[Stored items]
---
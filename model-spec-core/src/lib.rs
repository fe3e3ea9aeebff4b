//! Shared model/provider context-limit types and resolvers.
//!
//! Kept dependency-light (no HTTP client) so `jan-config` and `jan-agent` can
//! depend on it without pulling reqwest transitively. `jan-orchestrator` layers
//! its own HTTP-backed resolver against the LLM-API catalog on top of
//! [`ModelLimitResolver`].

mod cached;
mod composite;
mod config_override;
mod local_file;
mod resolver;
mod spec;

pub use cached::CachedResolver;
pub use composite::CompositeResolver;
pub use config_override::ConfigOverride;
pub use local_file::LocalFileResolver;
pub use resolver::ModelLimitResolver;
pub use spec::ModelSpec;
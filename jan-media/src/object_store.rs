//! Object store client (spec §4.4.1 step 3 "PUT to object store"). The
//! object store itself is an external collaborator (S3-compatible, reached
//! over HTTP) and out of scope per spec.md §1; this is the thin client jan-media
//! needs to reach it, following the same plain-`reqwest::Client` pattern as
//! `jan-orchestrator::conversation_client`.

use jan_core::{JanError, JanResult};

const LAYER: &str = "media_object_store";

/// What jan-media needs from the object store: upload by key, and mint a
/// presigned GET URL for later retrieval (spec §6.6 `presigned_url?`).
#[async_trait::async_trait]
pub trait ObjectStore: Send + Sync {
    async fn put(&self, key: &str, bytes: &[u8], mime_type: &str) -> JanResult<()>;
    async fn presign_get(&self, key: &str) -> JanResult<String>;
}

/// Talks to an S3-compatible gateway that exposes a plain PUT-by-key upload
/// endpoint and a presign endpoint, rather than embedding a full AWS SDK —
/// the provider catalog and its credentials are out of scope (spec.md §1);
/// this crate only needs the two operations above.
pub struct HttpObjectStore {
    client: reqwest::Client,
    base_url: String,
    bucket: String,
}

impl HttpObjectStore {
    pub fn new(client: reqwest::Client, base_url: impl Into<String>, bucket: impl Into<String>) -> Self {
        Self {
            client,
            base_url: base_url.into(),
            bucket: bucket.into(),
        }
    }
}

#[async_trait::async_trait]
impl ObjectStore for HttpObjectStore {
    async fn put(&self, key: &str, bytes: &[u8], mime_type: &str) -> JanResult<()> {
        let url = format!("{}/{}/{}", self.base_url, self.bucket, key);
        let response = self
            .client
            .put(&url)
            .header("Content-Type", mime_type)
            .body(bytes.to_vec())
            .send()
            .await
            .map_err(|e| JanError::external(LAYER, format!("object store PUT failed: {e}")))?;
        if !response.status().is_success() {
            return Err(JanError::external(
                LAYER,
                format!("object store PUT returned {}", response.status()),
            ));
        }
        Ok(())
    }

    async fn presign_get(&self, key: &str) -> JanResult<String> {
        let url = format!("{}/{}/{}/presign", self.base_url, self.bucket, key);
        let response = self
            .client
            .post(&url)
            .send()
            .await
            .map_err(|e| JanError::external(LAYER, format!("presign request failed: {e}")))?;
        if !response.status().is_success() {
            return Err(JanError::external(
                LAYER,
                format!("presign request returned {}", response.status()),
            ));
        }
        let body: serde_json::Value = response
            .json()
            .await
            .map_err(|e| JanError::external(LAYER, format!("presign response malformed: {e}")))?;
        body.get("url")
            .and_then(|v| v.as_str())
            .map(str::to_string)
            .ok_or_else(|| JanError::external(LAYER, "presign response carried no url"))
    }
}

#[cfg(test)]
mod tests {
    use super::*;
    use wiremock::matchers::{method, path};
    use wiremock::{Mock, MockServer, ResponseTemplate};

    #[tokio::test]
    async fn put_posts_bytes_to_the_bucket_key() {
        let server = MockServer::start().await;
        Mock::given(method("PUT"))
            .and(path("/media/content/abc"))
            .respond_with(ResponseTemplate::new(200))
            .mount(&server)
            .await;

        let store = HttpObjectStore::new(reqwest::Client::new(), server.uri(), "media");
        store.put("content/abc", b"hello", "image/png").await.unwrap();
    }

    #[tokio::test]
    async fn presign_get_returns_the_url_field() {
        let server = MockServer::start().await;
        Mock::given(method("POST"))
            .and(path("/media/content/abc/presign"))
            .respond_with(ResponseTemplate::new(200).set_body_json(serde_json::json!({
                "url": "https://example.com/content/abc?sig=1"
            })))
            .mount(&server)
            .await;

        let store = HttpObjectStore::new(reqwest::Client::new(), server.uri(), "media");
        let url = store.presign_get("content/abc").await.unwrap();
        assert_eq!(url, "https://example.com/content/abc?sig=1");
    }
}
---
WHAT IS REQUIRED:
Each entry must be set down exactly as it appears.

REPLY TO THE TASK:
filename model-spec-core/src/lib.rs
repository fe3e3ea9aeebff4b
//! Shared model/provider context-limit types and resolvers.
//!
//! Kept dependency-light (no HTTP client) so `jan-config` and `jan-agent` can
//! depend on it without pulling reqwest transitively. `jan-orchestrator` layers
//! its own HTTP-backed resolver against the LLM-API catalog on top of
//! [`ModelLimitResolver`].

mod cached;
mod composite;
mod config_override;
mod local_file;
mod resolver;
mod spec;

pub use cached::CachedResolver;
pub use composite::CompositeResolver;
pub use config_override::ConfigOverride;
pub use local_file::LocalFileResolver;
pub use resolver::ModelLimitResolver;
pub use spec::ModelSpec;
filename jan-media/src/object_store.rs
//! Object store client (spec §4.4.1 step 3 "PUT to object store"). The
//! object store itself is an external collaborator (S3-compatible, reached
//! over HTTP) and out of scope per spec.md §1; this is the thin client jan-media
//! needs to reach it, following the same plain-`reqwest::Client` pattern as
//! `jan-orchestrator::conversation_client`.

use jan_core::{JanError, JanResult};

const LAYER: &str = "media_object_store";

/// What jan-media needs from the object store: upload by key, and mint a
/// presigned GET URL for later retrieval (spec §6.6 `presigned_url?`).
#[async_trait::async_trait]
pub trait ObjectStore: Send + Sync {
    async fn put(&self, key: &str, bytes: &[u8], mime_type: &str) -> JanResult<()>;
    async fn presign_get(&self, key: &str) -> JanResult<String>;
}

/// Talks to an S3-compatible gateway that exposes a plain PUT-by-key upload
/// endpoint and a presign endpoint, rather than embedding a full AWS SDK —
/// the provider catalog and its credentials are out of scope (spec.md §1);
/// this crate only needs the two operations above.
pub struct HttpObjectStore {
    client: reqwest::Client,
    base_url: String,
    bucket: String,
}

impl HttpObjectStore {
    pub fn new(client: reqwest::Client, base_url: impl Into<String>, bucket: impl Into<String>) -> Self {
        Self {
            client,
            base_url: base_url.into(),
            bucket: bucket.into(),
        }
    }
}

#[async_trait::async_trait]
impl ObjectStore for HttpObjectStore {
    async fn put(&self, key: &str, bytes: &[u8], mime_type: &str) -> JanResult<()> {
        let url = format!("{}/{}/{}", self.base_url, self.bucket, key);
        let response = self
            .client
            .put(&url)
            .header("Content-Type", mime_type)
            .body(bytes.to_vec())
            .send()
            .await
            .map_err(|e| JanError::external(LAYER, format!("object store PUT failed: {e}")))?;
        if !response.status().is_success() {
            return Err(JanError::external(
                LAYER,
                format!("object store PUT returned {}", response.status()),
            ));
        }
        Ok(())
    }

    async fn presign_get(&self, key: &str) -> JanResult<String> {
        let url = format!("{}/{}/{}/presign", self.base_url, self.bucket, key);
        let response = self
            .client
            .post(&url)
            .send()
            .await
            .map_err(|e| JanError::external(LAYER, format!("presign request failed: {e}")))?;
        if !response.status().is_success() {
            return Err(JanError::external(
                LAYER,
                format!("presign request returned {}", response.status()),
            ));
        }
        let body: serde_json::Value = response
            .json()
            .await
            .map_err(|e| JanError::external(LAYER, format!("presign response malformed: {e}")))?;
        body.get("url")
            .and_then(|v| v.as_str())
            .map(str::to_string)
            .ok_or_else(|| JanError::external(LAYER, "presign response carried no url"))
    }
}

#[cfg(test)]
mod tests {
    use super::*;
    use wiremock::matchers::{method, path};
    use wiremock::{Mock, MockServer, ResponseTemplate};

    #[tokio::test]
    async fn put_posts_bytes_to_the_bucket_key() {
        let server = MockServer::start().await;
        Mock::given(method("PUT"))
            .and(path("/media/content/abc"))
            .respond_with(ResponseTemplate::new(200))
            .mount(&server)
            .await;

        let store = HttpObjectStore::new(reqwest::Client::new(), server.uri(), "media");
        store.put("content/abc", b"hello", "image/png").await.unwrap();
    }

    #[tokio::test]
    async fn presign_get_returns_the_url_field() {
        let server = MockServer::start().await;
        Mock::given(method("POST"))
            .and(path("/media/content/abc/presign"))
            .respond_with(ResponseTemplate::new(200).set_body_json(serde_json::json!({
                "url": "https://example.com/content/abc?sig=1"
            })))
            .mount(&server)
            .await;

        let store = HttpObjectStore::new(reqwest::Client::new(), server.uri(), "media");
        let url = store.presign_get("content/abc").await.unwrap();
        assert_eq!(url, "https://example.com/content/abc?sig=1");
    }
}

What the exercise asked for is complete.